Training NOCD on Microsoft Academic Graph - NOCD - Neural Overlapping Community Detection

This notebook demonstrates training the Neural Overlapping Community Detection model on a Facebook ego network dataset, reproducing the original interactive notebook workflow with the modernized codebase.

%matplotlib inline
import numpy as np
import matplotlib.pyplot as plt

from nocd import NOCD
from nocd.data import load_dataset
from nocd.metrics import overlapping_nmi, symmetric_jaccard, evaluate_unsupervised
from nocd.utils import plot_sparse_clustered_adjacency

/home/runner/work/nocd/nocd/.venv/lib/python3.14/site-packages/tqdm/auto.py:21: TqdmWarning: IProgress not found. Please update jupyter and ipywidgets. See https://ipywidgets.readthedocs.io/en/stable/user_install.html
  from .autonotebook import tqdm as notebook_tqdm

Load the dataset¶

A (adjacency matrix): scipy.sparse.csr_matrix of size [N, N]
X (attribute matrix): scipy.sparse.csr_matrix of size [N, D]
Z_gt (ground truth communities): np.ndarray of size [N, K]

graph = load_dataset('../data/facebook_ego/fb_698.npz')
A, X, Z_gt = graph['A'], graph['X'], graph['Z']
N, K = Z_gt.shape
print(f'Nodes: {N}, Features: {X.shape[1]}, Communities: {K}, Edges: {A.nnz}')

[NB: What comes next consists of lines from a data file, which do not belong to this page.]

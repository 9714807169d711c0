use std::collections::HashMap;

use tokio::sync::RwLock;

use storefront_core::accounts::{NewAddress, NewCustomer, NewPaymentMethod, ProfileChanges};
use storefront_core::domain::customer::{
    Customer, CustomerId, SavedAddress, SavedPaymentMethod, StoredCredentials,
};
use storefront_core::domain::order::{IdempotencyKey, Order};
use storefront_core::domain::product::{Product, ProductId};

use super::{CustomerRepository, OrderRepository, ProductRepository, RepositoryError};

/// Keeps insertion order alongside the index so listings match the SQL store.
#[derive(Default)]
pub struct InMemoryProductRepository {
    products: RwLock<(Vec<ProductId>, HashMap<String, Product>)>,
}

impl InMemoryProductRepository {
    pub fn with_products(products: impl IntoIterator<Item = Product>) -> Self {
        let mut order = Vec::new();
        let mut index = HashMap::new();
        for product in products {
            if index.insert(product.id.0.clone(), product.clone()).is_none() {
                order.push(product.id);
            }
        }
        Self { products: RwLock::new((order, index)) }
    }
}

#[async_trait::async_trait]
impl ProductRepository for InMemoryProductRepository {
    async fn find_by_id(&self, id: &ProductId) -> Result<Option<Product>, RepositoryError> {
        let products = self.products.read().await;
        Ok(products.1.get(&id.0).cloned())
    }

    async fn list_all(&self) -> Result<Vec<Product>, RepositoryError> {
        let products = self.products.read().await;
        let (order, index) = &*products;
        Ok(order.iter().filter_map(|id| index.get(&id.0).cloned()).collect())
    }

    async fn list_by_category_slug(&self, slug: &str) -> Result<Vec<Product>, RepositoryError> {
        let all = self.list_all().await?;
        Ok(all.into_iter().filter(|product| product.category_slug() == slug).collect())
    }
}

#[derive(Default)]
pub struct InMemoryOrderRepository {
    orders: RwLock<Vec<Order>>,
}

#[async_trait::async_trait]
impl OrderRepository for InMemoryOrderRepository {
    async fn find_by_idempotency_key(
        &self,
        key: &IdempotencyKey,
    ) -> Result<Option<Order>, RepositoryError> {
        let orders = self.orders.read().await;
        Ok(orders.iter().find(|order| &order.idempotency_key == key).cloned())
    }

    async fn list_for_customer(
        &self,
        customer_id: CustomerId,
    ) -> Result<Vec<Order>, RepositoryError> {
        let orders = self.orders.read().await;
        let mut found: Vec<Order> =
            orders.iter().rev().filter(|order| order.customer_id == customer_id).cloned().collect();
        found.sort_by(|a, b| b.created_at.cmp(&a.created_at));
        Ok(found)
    }

    async fn insert(&self, order: Order) -> Result<(), RepositoryError> {
        let mut orders = self.orders.write().await;
        if orders.iter().any(|existing| existing.idempotency_key == order.idempotency_key) {
            return Err(RepositoryError::Conflict(format!(
                "idempotency key `{}` is already attached to an order",
                order.idempotency_key
            )));
        }
        if orders.iter().any(|existing| existing.order_number == order.order_number) {
            return Err(RepositoryError::OrderNumberTaken(order.order_number));
        }
        orders.push(order);
        Ok(())
    }
}

#[derive(Default)]
struct CustomerBook {
    next_id: i64,
    next_entry_id: i64,
    records: Vec<StoredCredentials>,
}

impl CustomerBook {
    fn get_mut(&mut self, id: CustomerId) -> Option<&mut StoredCredentials> {
        self.records.iter_mut().find(|stored| stored.customer.id == id)
    }

    fn email_taken(&self, email: &str, except: Option<CustomerId>) -> bool {
        self.records
            .iter()
            .any(|stored| stored.customer.email == email && Some(stored.customer.id) != except)
    }

    fn entry_id(&mut self) -> i64 {
        self.next_entry_id += 1;
        self.next_entry_id
    }
}

#[derive(Default)]
pub struct InMemoryCustomerRepository {
    book: RwLock<CustomerBook>,
}

fn email_conflict(email: &str) -> RepositoryError {
    RepositoryError::Conflict(format!("email `{email}` is already registered"))
}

Nodes: 66, Features: 6, Communities: 13, Edges: 540

/home/runner/work/nocd/nocd/.venv/lib/python3.14/site-packages/numpy/lib/_format_impl.py:838: VisibleDeprecationWarning: dtype(): align should be passed as Python or NumPy boolean but got `align=0`. Did you mean to pass a tuple to create a subarray type? (Deprecated NumPy 2.4)
  array = pickle.load(fp, **pickle_kwargs)

Train the model¶

Using the scikit-learn compatible NOCD estimator with GCN + batch norm.

model = NOCD(
    num_communities=K,
    model_type='gcn',
    hidden_dims=(64,),
    batch_norm=True,
    dropout=0.5,
    lr=1e-3,
    weight_decay=1e-2,
    max_epochs=200,
    display_step=50,
    balance_loss=True,
    stochastic_loss=True,
    batch_size=5000,
)
model.fit(A, X, y=Z_gt)

Using device: cpu

Epoch    0, loss = 0.5837, nmi = 0.2020

Epoch   50, loss = 0.4017, nmi = 0.1837

Epoch  100, loss = 0.3174, nmi = 0.2819

Epoch  150, loss = 0.2853, nmi = 0.2890

Epoch  200, loss = 0.2724, nmi = 0.3228

Training complete. Best NMI: 0.3228

Evaluate¶

Z_pred = model.predict(A, X)
Z_soft = model.predict_proba(A, X)

nmi = overlapping_nmi(Z_pred, Z_gt)
jac = symmetric_jaccard(Z_pred, Z_gt)
unsup = evaluate_unsupervised(Z_pred, A)

print(f'Overlapping NMI: {nmi:.4f}')
print(f'Symmetric Jaccard: {jac:.4f}')
for k, v in unsup.items():
    print(f'{k}: {v:.4f}')

Overlapping NMI: 0.3228
Symmetric Jaccard: 0.2705
coverage: 0.8074
density: 0.6418
conductance: 0.2029
clustering_coef: 0.4011

Visualize the adjacency matrix sorted by communities¶

Left: predicted communities. Right: ground truth.

fig, axes = plt.subplots(1, 2, figsize=(14, 6))

z_pred = np.argmax(Z_soft, axis=1)
o_pred = np.argsort(z_pred)
plot_sparse_clustered_adjacency(A, K, z_pred, o_pred, ax=axes[0], markersize=0.3)
axes[0].set_title('Predicted Communities', fontsize=14)

z_gt = np.argmax(Z_gt, axis=1)
o_gt = np.argsort(z_gt)
plot_sparse_clustered_adjacency(A, K, z_gt, o_gt, ax=axes[1], markersize=0.3)
axes[1].set_title('Ground Truth Communities', fontsize=14)

plt.tight_layout()
plt.show()

Save and reload¶

The model can be saved and loaded for later use.

model.save('/tmp/nocd_demo.pt')

loaded = NOCD.load('/tmp/nocd_demo.pt')
Z_loaded = loaded.predict_proba(A, X)
print('Predictions match:', np.allclose(Z_soft, Z_loaded, atol=1e-5))

Predictions match: True